Elasticsearch is all about search, but you may also want to access documents directly, knowing their identifier. The "get" request is meant for this.

See the Elasticsearch API documentation for a full explanation of get requests.

Reading a domain objectedit

The example below reads the document with identifier bk-1 from the products index.

The get request has two parameters:

  • the first parameter is the actual request, built below with the fluent DSL
  • the second parameter is the class we want the document’s JSON to be mapped to.
GetResponse<Product> response = esClient.get(g -> g
    .index("products") 
    .id("bk-1"),
    Product.class      
);

if (response.found()) {
    Product product = response.source();
    logger.info("Product name " + product.getName());
} else {
    logger.info ("Product not found");
}

The get request, with the index name and identifier.

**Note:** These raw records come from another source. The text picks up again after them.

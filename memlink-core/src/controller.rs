//! User-facing orchestration
//!
//! The [`Controller`] runs one user action at a time (login, load projects,
//! capture-and-save, query memory) as a short sequence of awaited steps. A
//! failed step stops the sequence. All operations take `&mut self`, so
//! overlapping actions against the same session cannot be issued.
//!
//! ## State machine
//!
//! ```text
//! LoggedOut ──login/register──▶ Authenticating ──ok──▶ LoggedIn
//!     ▲                              │ err                 │
//!     └──────────────────────────────┘                     │
//!     └────────────── logout / AuthRejected ───────────────┘
//! ```
//!
//! On `AuthRejected` the sync client has already cleared the token; the
//! controller then drops its selection and project list so the whole client
//! is consistently logged out by the time the caller sees the error.

use serde_json::Value;

use crate::config::CaptureConfig;
use crate::error::{Error, Result};
use crate::logging::redact_token;
use crate::relay::{RelayChannel, RelayRequest, RelayResponse, TabId};
use crate::session::Session;
use crate::sync::{AuthResponse, SyncClient};
use crate::types::{ContextResult, ControllerState, ConversationRecord, Project};

/// Orchestrates session, sync client and relay for user actions
pub struct Controller {
    session: Session,
    client: SyncClient,
    relay: RelayChannel,
    state: ControllerState,
    projects: Vec<Project>,
    selected_project: Option<i64>,
    min_transcript_chars: usize,
}

impl Controller {
    pub fn new(session: Session, client: SyncClient, relay: RelayChannel) -> Self {
        Self {
            session,
            client,
            relay,
            state: ControllerState::LoggedOut,
            projects: Vec::new(),
            selected_project: None,
            min_transcript_chars: CaptureConfig::default().min_transcript_chars,
        }
    }

    pub fn with_capture_config(mut self, capture: &CaptureConfig) -> Self {
        self.min_transcript_chars = capture.min_transcript_chars;
        self
    }

    pub fn state(&self) -> ControllerState {
        self.state
    }

    pub fn is_logged_in(&self) -> bool {
        self.state == ControllerState::LoggedIn
    }

    /// Projects from the last successful load
    pub fn projects(&self) -> &[Project] {
        &self.projects
    }

    pub fn selected_project(&self) -> Option<i64> {
        self.selected_project
    }

    pub fn session(&self) -> &Session {
        &self.session
    }

    /// Determine the initial state.
    ///
    /// A stored token is checked with a harmless authenticated read (listing
    /// projects). Any failure clears the token and leaves the controller
    /// logged out; nothing is reported to the caller.
    pub async fn startup(&mut self) -> ControllerState {
        let Some(token) = self.session.get_token() else {
            tracing::debug!("No token found in storage");
            self.state = ControllerState::LoggedOut;
            return self.state;
        };

        self.state = ControllerState::Authenticating;
        tracing::debug!(token = %redact_token(&token), "Validating stored token");

        match self.fetch_projects(&token).await {
            Ok(projects) => {
                tracing::info!(projects = projects.len(), "Stored token is valid");
                self.projects = projects;
                self.state = ControllerState::LoggedIn;
            }
            Err(e) => {
                tracing::info!(error = %e, "Stored token failed validation");
                self.demote();
            }
        }
        self.state
    }

    /// Log in with email and password.
    pub async fn login(&mut self, email: &str, password: &str) -> Result<()> {
        self.authenticate(email, password, AuthFlow::Login).await
    }

    /// Create an account and log in with it.
    pub async fn register(&mut self, email: &str, password: &str) -> Result<()> {
        self.authenticate(email, password, AuthFlow::Register).await
    }

    /// Reload the project list.
    ///
    /// Malformed entries are dropped one by one; a response that is not a
    /// list fails the load and keeps the previous list.
    pub async fn load_projects(&mut self) -> Result<&[Project]> {
        let token = self.require_login()?;
        let result = self.fetch_projects(&token).await;
        let projects = self.observe(result)?;

        if let Some(selected) = self.selected_project {
            if !projects.iter().any(|p| p.id == selected) {
                tracing::info!(project_id = selected, "Selected project no longer listed");
                self.selected_project = None;
            }
        }

        tracing::info!(count = projects.len(), "Loaded projects");
        self.projects = projects;
        Ok(&self.projects)
    }

    /// Choose the project that saves and queries apply to.
    pub fn select_project(&mut self, project_id: i64) -> Result<()> {
        if !self.is_logged_in() {
            return Err(Error::validation("Not logged in. Please log in first."));
        }
        if !self.projects.iter().any(|p| p.id == project_id) {
            return Err(Error::validation(format!(
                "Unknown project {project_id}. Load projects and pick one from the list."
            )));
        }
        self.selected_project = Some(project_id);
        Ok(())
    }

    /// Create a project and add it to the loaded list.
    pub async fn create_project(&mut self, name: &str) -> Result<Project> {
        let name = name.trim();
        if name.is_empty() {
            return Err(Error::validation("Please enter a project name"));
        }
        let token = self.require_login()?;

        let result = self.client.create_project(&token, name).await;
        let project = self.observe(result)?;
        tracing::info!(project_id = project.id, "Created project");
        self.projects.push(project.clone());
        Ok(project)
    }

    /// Conversations saved in the selected project.
    pub async fn list_conversations(&mut self) -> Result<Vec<ConversationRecord>> {
        let token = self.require_login()?;
        let project_id = self.require_selection()?;

        let result = self.client.list_conversations(&token, project_id).await;
        let value = self.observe(result)?;
        let entries = as_list(value, "conversations")?;

        let conversations = entries
            .into_iter()
            .enumerate()
            .filter_map(|(index, entry)| {
                match serde_json::from_value::<ConversationRecord>(entry) {
                    Ok(record) => Some(record),
                    Err(e) => {
                        tracing::warn!(index, error = %e, "Dropping malformed conversation");
                        None
                    }
                }
            })
            .collect();
        Ok(conversations)
    }

    /// Extract the conversation from the active tab and save it.
    pub async fn capture_and_save(&mut self) -> Result<ConversationRecord> {
        let token = self.require_login()?;
        let project_id = self.require_selection()?;

        let tab_id = self.resolve_active_tab().await?;
        let text = self.extract_from_tab(tab_id).await?;

        let content = text.trim();
        if content.is_empty() {
            return Err(Error::ExtractionEmpty);
        }
        let chars = content.chars().count();
        if chars < self.min_transcript_chars {
            return Err(Error::validation(format!(
                "Conversation too short to save ({chars} characters, need at least {})",
                self.min_transcript_chars
            )));
        }

        let result = self
            .client
            .save_conversation(&token, project_id, content)
            .await;
        let record = self.observe(result)?;
        tracing::info!(project_id, conversation_id = record.id, chars, "Conversation saved");
        Ok(record)
    }

    /// Ask the backend for memory relevant to `query` in the selected project.
    pub async fn query_memory(&mut self, query: &str) -> Result<ContextResult> {
        let token = self.require_login()?;
        let project_id = self.require_selection()?;
        let query = query.trim();
        if query.is_empty() {
            return Err(Error::validation("Please enter a query"));
        }

        let result = self.client.memory_context(&token, project_id, query).await;
        let context = self.observe(result)?;
        tracing::info!(
            project_id,
            total_scanned = context.total_scanned,
            blocks = context.context_blocks.len(),
            "Memory query complete"
        );
        Ok(context)
    }

    /// Forget the session, the selection and the project list. Always succeeds.
    pub fn logout(&mut self) {
        if let Err(e) = self.session.clear_token() {
            tracing::error!(error = %e, "Failed to clear session token on logout");
        }
        self.reset_view();
        tracing::info!("User logged out");
    }

    async fn authenticate(&mut self, email: &str, password: &str, flow: AuthFlow) -> Result<()> {
        let email = email.trim();
        if email.is_empty() || password.is_empty() {
            return Err(Error::validation("Please enter email and password"));
        }
        if self.is_logged_in() {
            return Err(Error::validation("Already logged in. Log out first."));
        }

        self.state = ControllerState::Authenticating;
        let result = match flow {
            AuthFlow::Login => self.client.login(email, password).await,
            AuthFlow::Register => self.client.register(email, password).await,
        }
        .map_err(credentials_error);

        match result.and_then(require_access_token) {
            Ok(token) => match self.session.set_token(&token) {
                Ok(()) => {
                    self.state = ControllerState::LoggedIn;
                    tracing::info!(flow = flow.as_str(), "Authentication successful");
                    Ok(())
                }
                Err(e) => {
                    self.state = ControllerState::LoggedOut;
                    Err(e)
                }
            },
            Err(e) => {
                tracing::warn!(flow = flow.as_str(), error = %e, "Authentication failed");
                self.state = ControllerState::LoggedOut;
                Err(e)
            }
        }
    }

    async fn fetch_projects(&self, token: &str) -> Result<Vec<Project>> {
        let value = self.client.list_projects(token).await?;
        let entries = as_list(value, "projects")?;

        Ok(entries
            .iter()
            .enumerate()
            .filter_map(|(index, entry)| {
                let project = Project::from_value(entry);
                if project.is_none() {
                    tracing::warn!(index, %entry, "Project missing id or name");
                }
                project
            })
            .collect())
    }

    async fn resolve_active_tab(&self) -> Result<TabId> {
        match self.relay.request(RelayRequest::GetActiveTabId).await {
            Ok(RelayResponse::ActiveTab(id)) => Ok(id),
            Ok(RelayResponse::NoActiveTab { error }) | Ok(RelayResponse::Error { error }) => {
                Err(Error::RelayUnavailable(error))
            }
            Ok(other) => Err(Error::RelayUnavailable(format!(
                "unexpected relay response: {other:?}"
            ))),
            Err(e) => Err(Error::RelayUnavailable(e.to_string())),
        }
    }

    async fn extract_from_tab(&self, tab_id: TabId) -> Result<String> {
        match self
            .relay
            .request(RelayRequest::ExtractConversation { tab_id })
            .await
        {
            Ok(RelayResponse::Conversation { text }) => Ok(text),
            Ok(RelayResponse::Error { error }) => {
                tracing::warn!(tab_id = %tab_id, %error, "Could not extract conversation");
                Err(Error::RelayUnavailable(error))
            }
            Ok(other) => Err(Error::RelayUnavailable(format!(
                "unexpected relay response: {other:?}"
            ))),
            Err(e) => Err(Error::RelayUnavailable(e.to_string())),
        }
    }

    fn require_login(&mut self) -> Result<String> {
        if !self.is_logged_in() {
            return Err(Error::validation("Not logged in. Please log in first."));
        }
        match self.session.get_token() {
            Some(token) => Ok(token),
            None => {
                self.demote();
                Err(Error::validation("Not authenticated. Please log in again."))
            }
        }
    }

    fn require_selection(&self) -> Result<i64> {
        self.selected_project
            .ok_or_else(|| Error::validation("Please select a project"))
    }

    /// Pass `result` through, demoting to logged-out on `AuthRejected`.
    fn observe<T>(&mut self, result: Result<T>) -> Result<T> {
        if let Err(e) = &result {
            if e.is_auth_rejected() {
                tracing::info!("Session rejected by backend, logging out");
                self.demote();
            }
        }
        result
    }

    fn demote(&mut self) {
        if let Err(e) = self.session.clear_token() {
            tracing::error!(error = %e, "Failed to clear session token");
        }
        self.reset_view();
    }

    fn reset_view(&mut self) {
        self.state = ControllerState::LoggedOut;
        self.selected_project = None;
        self.projects.clear();
    }
}

#[derive(Debug, Clone, Copy)]
enum AuthFlow {
    Login,
    Register,
}

impl AuthFlow {
    fn as_str(&self) -> &'static str {
        match self {
            AuthFlow::Login => "login",
            AuthFlow::Register => "register",
        }
    }
}

/// A 401 on an unauthenticated login/register call refuses the credentials,
/// it does not mean an existing session expired.
fn credentials_error(error: Error) -> Error {
    match error {
        Error::AuthRejected { message } => Error::LoginRejected { message },
        other => other,
    }
}

fn require_access_token(response: AuthResponse) -> Result<String> {
    match response.access_token {
        Some(token) if !token.is_empty() => Ok(token),
        _ => Err(Error::MissingAccessToken),
    }
}

fn as_list(value: Value, what: &str) -> Result<Vec<Value>> {
    match value {
        Value::Array(entries) => Ok(entries),
        other => {
            tracing::error!(response = %other, "{} response is not a list", what);
            Err(Error::InvalidResponse(format!("{what} response is not a list")))
        }
    }
}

The target class, here Product.

Reading raw JSONedit

When your index contains semi-structured data or if you don’t have a domain object definition, you can also read the document as raw JSON data.

Raw JSON data is just another class that you can use as the result type for the get request. In the example below we use Jackson’s ObjectNode. We could also have used any JSON representation that can be deserialized by the JSON mapper associated to the ElasticsearchClient.

GetResponse<ObjectNode> response = esClient.get(g -> g
    .index("products")
    .id("bk-1"),
    ObjectNode.class     
);

if (response.found()) {
    ObjectNode json = response.source();
    String name = json.get("name").asText();
    logger.info("Product name " + name);
} else {
    logger.info("Product not found");
}

The target class is a raw JSON object.

The source code for the examples above can be found in the Java API Client tests.